The strongest message to come from the recent CIH study (jointly with the National Federation of ALMOs (arm’s-length management organisations and ARCH (the Association of Retained Council Housing) was that councils need a stable financial environment in which to implement the ambitious plans that many have taken on since the lifting of the borrowing caps.
Unfortunately, even as the research was being finalised, the Government made a key decision that affected them adversely – to increase the interest rates on new lending from the Public Works Loan Board by one percentage point. Some councils, including two London boroughs, immediately reported difficulties resulting from the higher rate. The Government then had a change of mind in March, restoring borrowing costs for social housing schemes to their previous level.
The CIH study showed that councils’ ability to raise their rents from 1 April this year, after the enforced cuts in rents that began in 2016, was another vital factor in facilitating newbuild programmes.
Councils were hoping that the new rents policy, intended to last for five years, would be extended further to give them even greater certainty.
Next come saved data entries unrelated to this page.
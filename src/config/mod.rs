use serde::Deserialize;

use crate::models::job::Tier;

#[derive(Debug, Clone, Deserialize)]
pub struct AppConfig {
    /// Server bind address (e.g., "0.0.0.0:3000"). Optional for worker processes.
    #[serde(default = "default_bind_addr")]
    pub bind_addr: String,

    /// PostgreSQL connection string
    pub database_url: String,

    /// Redis connection string for the job queue
    pub redis_url: String,

    /// Base URL of the render engine service
    pub render_engine_url: String,

    /// Output bucket name
    pub output_bucket: String,

    /// S3-compatible endpoint URL for the output store
    pub output_endpoint: String,

    /// Output store access key ID
    pub output_access_key: String,

    /// Output store secret access key
    pub output_secret_key: String,

    /// Bearer token granting access to admin endpoints
    pub admin_token: String,

    /// Maximum execution attempts per job before it is failed
    #[serde(default = "default_max_attempts")]
    pub max_attempts: i32,

    /// Maximum queue deliveries per message before dead-lettering
    #[serde(default = "default_max_deliveries")]
    pub max_deliveries: u32,

    /// Lease window for a dequeued message, in seconds
    #[serde(default = "default_visibility_timeout_secs")]
    pub visibility_timeout_secs: u64,

    /// Worker idle poll interval, in milliseconds
    #[serde(default = "default_poll_interval_ms")]
    pub poll_interval_ms: u64,

    /// Reaper cycle interval, in seconds
    #[serde(default = "default_reap_interval_secs")]
    pub reap_interval_secs: u64,

    /// Age past which a `running` job with an expired lease is reconciled
    /// back to `queued`, in seconds
    #[serde(default = "default_stale_running_secs")]
    pub stale_running_secs: i64,

    /// Weighted round-robin dequeue weights per tier. Every non-empty tier
    /// partition is served at least once per sum-of-weights dequeues.
    #[serde(default = "default_tier_weight_free")]
    pub tier_weight_free: u32,
    #[serde(default = "default_tier_weight_pro")]
    pub tier_weight_pro: u32,
    #[serde(default = "default_tier_weight_enterprise")]
    pub tier_weight_enterprise: u32,

    /// Per-owner in-flight job ceilings per tier
    #[serde(default = "default_quota_free")]
    pub quota_free: i32,
    #[serde(default = "default_quota_pro")]
    pub quota_pro: i32,
    #[serde(default = "default_quota_enterprise")]
    pub quota_enterprise: i32,
}

fn default_bind_addr() -> String {
    "0.0.0.0:3000".to_string()
}

fn default_max_attempts() -> i32 {
    3
}

fn default_max_deliveries() -> u32 {
    5
}

fn default_visibility_timeout_secs() -> u64 {
    120
}

fn default_poll_interval_ms() -> u64 {
    1000
}

fn default_reap_interval_secs() -> u64 {
    30
}

fn default_stale_running_secs() -> i64 {
    300
}

fn default_tier_weight_free() -> u32 {
    1
}

fn default_tier_weight_pro() -> u32 {
    2
}

fn default_tier_weight_enterprise() -> u32 {
    4
}

fn default_quota_free() -> i32 {
    2
}

fn default_quota_pro() -> i32 {
    10
}

fn default_quota_enterprise() -> i32 {
    50
}

impl AppConfig {
    pub fn from_env() -> Result<Self, envy::Error> {
        dotenvy::dotenv().ok();
        envy::from_env()
    }

    pub fn tier_weight(&self, tier: Tier) -> u32 {
        match tier {
            Tier::Free => self.tier_weight_free,
            Tier::Pro => self.tier_weight_pro,
            Tier::Enterprise => self.tier_weight_enterprise,
        }
    }

    pub fn quota_ceiling(&self, tier: Tier) -> i32 {
        match tier {
            Tier::Free => self.quota_free,
            Tier::Pro => self.quota_pro,
            Tier::Enterprise => self.quota_enterprise,
        }
    }

    pub fn tier_weights(&self) -> Vec<(Tier, u32)> {
        Tier::ALL
            .iter()
            .map(|&tier| (tier, self.tier_weight(tier)))
            .collect()
    }
}
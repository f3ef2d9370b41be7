use std::sync::Arc;
use std::time::Duration;

use axum::{routing::get, routing::post, Router};
use metrics_exporter_prometheus::PrometheusBuilder;
use tower_http::compression::CompressionLayer;
use tower_http::cors::CorsLayer;
use tower_http::limit::RequestBodyLimitLayer;
use tower_http::trace::TraceLayer;
use tracing_subscriber::EnvFilter;

use render_pipeline::app_state::AppState;
use render_pipeline::config::AppConfig;
use render_pipeline::db;
use render_pipeline::queue::RedisQueue;
use render_pipeline::routes;
use render_pipeline::services::renderer::RenderEngineClient;
use render_pipeline::services::storage::S3OutputStore;
use render_pipeline::store::PgJobStore;

#[tokio::main]
async fn main() {
    // Initialize structured logging
    tracing_subscriber::fmt()
        .with_env_filter(
            EnvFilter::try_from_default_env().unwrap_or_else(|_| EnvFilter::new("info")),
        )
        .json()
        .init();

    // Load configuration from environment
    let config = AppConfig::from_env().expect("Failed to load configuration from environment");

    tracing::info!("Initializing render-pipeline API server");

    // Initialize Prometheus metrics recorder
    let prometheus_handle = PrometheusBuilder::new()
        .install_recorder()
        .expect("Failed to install Prometheus metrics recorder");
    let prometheus_handle = Arc::new(prometheus_handle);

    // Register application metrics
    metrics::describe_counter!("render_jobs_submitted_total", "Total render jobs submitted");
    metrics::describe_counter!("render_jobs_succeeded_total", "Total render jobs completed");
    metrics::describe_counter!("render_jobs_failed_total", "Total render jobs that failed");
    metrics::describe_counter!(
        "render_jobs_cancelled_total",
        "Total render jobs cancelled before or during execution"
    );
    metrics::describe_counter!(
        "render_jobs_retried_total",
        "Total render attempts requeued after a retryable failure"
    );
    metrics::describe_counter!(
        "render_jobs_redelivered_total",
        "Total queue messages redelivered after lease expiry"
    );
    metrics::describe_counter!(
        "render_jobs_dead_lettered_total",
        "Total queue messages routed to the dead-letter list"
    );
    metrics::describe_histogram!(
        "render_duration_seconds",
        "Time spent in the render engine per attempt"
    );
    metrics::describe_gauge!("render_queue_depth", "Current number of pending queue messages");
    metrics::describe_gauge!("render_jobs_running", "Jobs currently in running state");

    // Initialize database connection pool
    tracing::info!("Connecting to PostgreSQL job store");
    let db_pool = db::init_pool(&config.database_url)
        .await
        .expect("Failed to connect to database");

    // Run database migrations
    tracing::info!("Running database migrations");
    db::run_migrations(&db_pool)
        .await
        .expect("Failed to run database migrations");

    let store = Arc::new(PgJobStore::new(db_pool));

    // Initialize Redis job queue
    tracing::info!("Connecting to Redis job queue");
    let queue = Arc::new(
        RedisQueue::new(
            &config.redis_url,
            &config.tier_weights(),
            config.visibility_timeout_secs,
            config.max_deliveries,
        )
        .expect("Failed to initialize job queue"),
    );

    // Initialize output store client
    tracing::info!("Initializing output store client");
    let output = Arc::new(
        S3OutputStore::new(
            &config.output_bucket,
            &config.output_endpoint,
            &config.output_access_key,
            &config.output_secret_key,
        )
        .expect("Failed to initialize output store"),
    );

    // Initialize render engine client. The API process never renders, but
    // sharing AppState with the worker keeps the wiring in one shape.
    let renderer = Arc::new(
        RenderEngineClient::new(
            &config.render_engine_url,
            Duration::from_secs(config.visibility_timeout_secs),
        )
        .expect("Failed to initialize render engine client"),
    );

    let bind_addr = config.bind_addr.clone();
    let state = AppState::new(store, queue, output, renderer, config);

    // Build API routes
    let app = Router::new()
        .route("/health", get(routes::health::health_check))
        .route("/health/ready", get(routes::health::readiness_check))
        .route("/health/live", get(routes::health::liveness_check))
        .route("/api/v1/render", post(routes::render::submit_render))
        .route("/api/v1/render/{job_id}", get(routes::render::get_job_status))
        .route(
            "/api/v1/render/{job_id}/cancel",
            post(routes::render::cancel_job),
        )
        .route(
            "/api/v1/render/{job_id}/output",
            get(routes::render::get_job_output),
        )
        .route("/api/v1/admin/queue-stats", get(routes::admin::queue_stats))
        .with_state(state)
        // Prometheus metrics endpoint (separate state)
        .route(
            "/metrics",
            get(routes::metrics::prometheus_metrics).with_state(prometheus_handle),
        )
        .layer(TraceLayer::new_for_http())
        .layer(CompressionLayer::new())
        .layer(CorsLayer::permissive())
        .layer(RequestBodyLimitLayer::new(256 * 1024)); // submissions carry references, not payloads

    tracing::info!("Starting render-pipeline on {}", bind_addr);

    let listener = tokio::net::TcpListener::bind(&bind_addr)
        .await
        .expect("Failed to bind to address");

    tracing::info!("Server listening on {}", bind_addr);

    axum::serve(listener, app).await.expect("Server error");
}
What happened was that all councils and their areas were hit by the economic effects of the coronavirus epidemic. Many decided not to go ahead with the rent increases planned in the current year, so as not to hit tenants whose incomes may have fallen.
Despite such action, rent arrears have risen, with a HouseMark study suggesting social landlords are already £100m worse off than at the same point in 2019.
Six months after the CIH study was published, the picture could hardly have changed more drastically, with not only councils’ finances, but even their ability to carry on building homes hampered by the pandemic and the precautions that have had to be put in place.
The picture is not all gloomy, however. Cheltenham Borough Homes, the ALMO which is in partnership with its parent council in a £100m housing investment programme, started a 27-home scheme in February which had to be stopped when lockdown began. It has now restarted after a four-week delay, with social distancing measures in place, and is due for completion next year.
Oxford City Council has begun a small, but innovative, zero carbon building project via its own housing company OCHL and its wholly- owned construction specialists, ODS. The eight-unit scheme of homes for older people will be chiefly constructed off-site, making it easier to comply with social distancing rules.
Councils across the country will be keeping a watchful eye on their housing revenue accounts and drawing up new forecasts for the current financial year, hoping the economic crisis will only have a short-term impact on their building plans.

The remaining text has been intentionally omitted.